Top of Input

use fairfound_agents::api::{JobManager, JobRequest};
use fairfound_agents::config::Config;
use fairfound_agents::{logging, PipelineResult};
use serde_json::{json, Value};
use std::time::Duration;

#[allow(dead_code)]
pub mod test_helpers {
    use super::*;

    /// Default config with retries that do not sleep
    pub fn fast_config() -> Config {
        let mut config = Config::default();
        config.orchestrator.base_delay_ms = 0;
        config.orchestrator.max_delay_ms = 0;
        config
    }

    pub fn create_test_manager() -> JobManager {
        JobManager::new(fast_config()).unwrap()
    }

    /// A complete junior profile
    pub fn sample_profile() -> Value {
        json!({
            "form_fields": {
                "name": "Ada",
                "email": "ada@example.com",
                "title": "Frontend Developer",
                "skills": ["JavaScript", "React", "CSS", "TypeScript", "Jest", "Git"],
                "experience_years": 1.5,
                "hourly_rate": 35,
                "project_count": 4,
                "has_live_demos": true
            },
            "cv_data": {
                "skills": ["HTML", "Tailwind"],
                "experience_years": 1.5
            },
            "github_data": {
                "public_repos": 8,
                "total_stars": 12,
                "recent_active_repos": 3,
                "contributions_last_year": 150
            },
            "portfolio_data": {
                "quality_score": 0.5,
                "has_descriptions": true,
                "has_code_links": true
            }
        })
    }

    /// Two years of experience and nothing collected from GitHub or a portfolio
    pub fn lopsided_profile() -> Value {
        json!({
            "form_fields": {
                "name": "Grace",
                "skills": ["JavaScript", "HTML", "CSS"],
                "experience_years": 2
            }
        })
    }

    pub async fn run_profile(manager: &JobManager, user_id: &str, input: Value) -> PipelineResult {
        let job_id = manager
            .submit_job(JobRequest {
                user_id: user_id.to_string(),
                input,
            })
            .await
            .unwrap();
        manager.wait_for(&job_id, Duration::from_secs(30)).await.unwrap()
    }

    pub fn setup_test_logger() {
        logging::init_for_tests();
    }
}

Bottom of Input

Which lines of the material contain the string "await"? List each of them.

            .await
        manager.wait_for(&job_id, Duration::from_secs(30)).await.unwrap()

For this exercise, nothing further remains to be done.